Diane Kaye September 26, 2008 at 2:20pm

We definitely need to modify the law, because as it stands now, anyone anywhere can drop off any number of children in Nebraska and we have to try to take care of them. As much as we may want to, we simply do NOT have the resources to do that.

I’d go back to the original intent of safe haven laws and restrict it to infants, and then make other services more publicly known and accessible. That guy with 9 kids (not that I think it’s a good idea to have that many kids) appears to have struggled for a year before giving in. What resources did he tap into the past few months before bringing his kids in?

Nikkidemas September 26, 2008 at 2:47pm

I would consult with child development experts to determine a “point of no return” age at which a child could be dropped off without certain emotional damage.

From the story: “When a 6-month-old is protected with a safe haven abandonment, for the rest of that child’s life it’s about, ‘My parents weren’t able to care for me.’ But when a 16-year-old is dropped off at the hospital, for the remainder of that 16-year-old’s life it’s about what I did [to get abandoned],” said Cedars Organization president Jim Blue. certainly there needs to be a narrower age requirement.

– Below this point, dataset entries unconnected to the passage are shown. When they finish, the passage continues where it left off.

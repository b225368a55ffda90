//! Text rendering of alignments.
//!
//! Nothing here computes anything beyond sums and orderings; every function
//! returns a `String` so callers decide where it goes.

use crate::alignment::Alignment;
use crate::text::SourcePolicy;
use ndarray::Array2;

/// Plan entries at or below this are treated as no mass at all.
pub const NEGLIGIBLE_MASS: f64 = 1e-6;

/// How many sources are listed per acronym character.
pub const TOP_CONTRIBUTORS: usize = 5;

const WIDE: usize = 60;

/// The `limit` largest entries of `plan[.., column]`, largest first, dropping
/// anything at or below [`NEGLIGIBLE_MASS`].
///
/// Equal contributions keep source order.
pub fn top_contributors(plan: &Array2<f64>, column: usize, limit: usize) -> Vec<(usize, f64)> {
    let col = plan.column(column);
    let mut order: Vec<usize> = (0..col.len()).collect();
    order.sort_by(|&x, &y| col[y].total_cmp(&col[x]));
    order
        .into_iter()
        .take(limit)
        .map(|i| (i, col[i]))
        .filter(|&(_, w)| w > NEGLIGIBLE_MASS)
        .collect()
}

/// A three-line banner: rule, title, rule.
pub fn banner(title: &str, fill: char, width: usize) -> String {
    let rule: String = std::iter::repeat(fill).take(width).collect();
    format!("{rule}\n{title}\n{rule}")
}

/// Bracketed row-per-line rendering of a plan.
pub fn format_matrix(plan: &Array2<f64>) -> String {
    let rows: Vec<String> = plan
        .rows()
        .into_iter()
        .map(|row| {
            let cells: Vec<String> = row.iter().map(|x| format!("{x:.6}")).collect();
            format!("[{}]", cells.join(" "))
        })
        .collect();
    format!("[{}]", rows.join("\n "))
}

/// Per-character breakdown of an alignment.
///
/// Sections, in order: header, phrase/acronym echo, total mass, top
/// contributors per acronym character, destinations per phrase character,
/// footer.
pub fn render_transport(alignment: &Alignment) -> String {
    let plan = &alignment.plan;
    let source = &alignment.source_chars;
    let target = &alignment.target_chars;
    let thin = "-".repeat(WIDE);

    let mut lines = vec![banner(
        "Unbalanced Optimal Transport: Phrase to Acronym",
        '=',
        WIDE,
    )];
    lines.push(format!("\nPhrase:  '{}'", alignment.source_text()));
    lines.push(format!("Acronym: '{}'", alignment.acronym));
    lines.push(format!(
        "\nTotal transported mass: {:.4}",
        alignment.total_mass()
    ));

    lines.push(format!("\n{thin}"));
    lines.push("Transport Plan (top contributions per acronym character):".to_string());
    lines.push(thin.clone());

    for (j, &acr) in target.iter().enumerate() {
        lines.push(format!("\n'{acr}' receives mass from:"));
        for (i, w) in top_contributors(plan, j, TOP_CONTRIBUTORS) {
            lines.push(format!("  '{}' (position {}): {:.4}", source[i], i, w));
        }
    }

    lines.push(format!("\n{thin}"));
    lines.push("Per-character contribution summary:".to_string());
    lines.push(thin);

    for (i, &ch) in source.iter().enumerate() {
        let row = plan.row(i);
        if row.sum() <= NEGLIGIBLE_MASS {
            continue;
        }
        let destinations: Vec<String> = row
            .iter()
            .zip(target.iter())
            .filter(|&(&w, _)| w > NEGLIGIBLE_MASS)
            .map(|(&w, &acr)| format!("{acr}({w:.3})"))
            .collect();
        if !destinations.is_empty() {
            lines.push(format!("  '{ch}' (pos {i:2}) -> {}", destinations.join(", ")));
        }
    }

    lines.push(format!("\n{}", "=".repeat(WIDE)));
    lines.join("\n")
}

/// Plan matrix plus the mappings above `threshold`, numbered from 1.
pub fn render_mappings(alignment: &Alignment, threshold: f64) -> String {
    let (source_label, unit, arrow) = match alignment.policy {
        SourcePolicy::WordInitials => ("word starters", "word", "word starters -> acronym"),
        SourcePolicy::Characters => ("phrase characters", "char", "phrase characters -> acronym"),
    };

    let mut lines = vec![
        format!("\nPhrase: '{}'", alignment.phrase),
        format!("Acronym: '{}'", alignment.acronym),
        format!("Source characters ({source_label}): {:?}", alignment.source_chars),
        format!("Target characters (acronym): {:?}", alignment.target_chars),
        format!("\nTransport Plan ({arrow}):"),
        format_matrix(&alignment.plan),
        "\nSignificant Mappings:".to_string(),
    ];
    for m in alignment.mappings(threshold) {
        lines.push(format!(
            "  '{}' ({unit} {}) -> '{}' (pos {}): {:.4}",
            m.source_char,
            m.source_index + 1,
            m.target_char,
            m.target_index + 1,
            m.weight
        ));
    }
    lines.join("\n")
}

/// Total mass per `reg_m` for one pair: `(reg_m, mass)` rows.
pub fn render_mass_sweep(phrase: &str, acronym: &str, rows: &[(f64, f64)]) -> String {
    let mut lines = vec![
        format!(
            "\n\n{}",
            banner("# EFFECT OF MARGINAL RELAXATION (reg_m) PARAMETER", '#', 70)
        ),
        format!("\n'{phrase}' -> '{acronym}'"),
    ];
    for &(reg_m, mass) in rows {
        lines.push(format!(
            "\nreg_m = {reg_m:?}: Total mass transported = {mass:.4}"
        ));
        lines.push("  (Lower reg_m allows more mass imbalance, less mass is transported)".to_string());
    }
    lines.join("\n")
}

Also, I think this is a good time to remind Nebraskans about the need for foster families.  Christian Heritage is a group in Lincoln working toward that goal.

West A Dad September 26, 2008 at 5:06pm

Government and child rearing do not mix. It’s a bad idea and will always be. I agree the age spectrum is too broad.

I don’t have solutions to the problem because there are not enough individuals, groups, nor organizations to cope with the ever increasing number of children needing services. 

No offense towards Nikkidemas for what I’m about to say. But is Christian Heritage even still around? They didn’t seem so “Christian” when they closed their group homes and told HHSS to come get the kids they didn’t want.

I’m not singling out Christian Heritage, I know of others as well.

The new system reform coming in 2009 and outlined at the link below could eliminate even more providers from what I’ve heard.

JT September 27, 2008 at 1:54pm

The age needs to be below one. The lawmaker who wrote the law and left the gigantic loophole should probably be recalled.

christopher September 28, 2008 at 5:59pm

The Omaha World Herald has a good profile of the families/parents/guardians that have used the Safe Have Law.

Of interest, there are some that sought help for their child regarding behavioral/psychiatric issues, and the child couldn’t or did not receive the help he/she needed.

Just hearing the news snippets about parents who have used the Save Haven Law, I instantly thought what horrible parents/guardians. After reading it I thought some were doing it in getting help for the child that desperately needed it. I also had to step back and ask myself if I were in their situation what would I do?

Hopefully I never find myself in their shoes.